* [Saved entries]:
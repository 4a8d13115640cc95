//! Restore an earlier version

use crate::util::{self, Repo};
use anyhow::{Context, Result};
use owo_colors::OwoColorize;
use serde_json::json;
use std::path::Path;
use trail_core::VersionId;

pub fn run(dir: Option<&Path>, user: &str, game: &str, version: u64, json: bool) -> Result<()> {
    let repo = Repo::open(dir)?;
    let (_, _, key) = repo.resolve_key(user, game)?;

    let restored = repo
        .journal
        .restore(key, VersionId(version))
        .with_context(|| format!("Failed to restore version {}", version))?;

    if json {
        return util::print_json(&json!({
            "message": "Version restored successfully",
            "version_id": restored.id,
            "code": restored.content,
        }));
    }

    println!(
        "{} version {} as {}",
        "Restored".green(),
        version.to_string().yellow(),
        restored.id.to_string().yellow().bold()
    );
    Ok(())
}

* [WHAT IS EXPECTED]: Where a line of the data holds "util", show that line.

* [EXERCISE ANSWER]:
use crate::util::{self, Repo};
        return util::print_json(&json!({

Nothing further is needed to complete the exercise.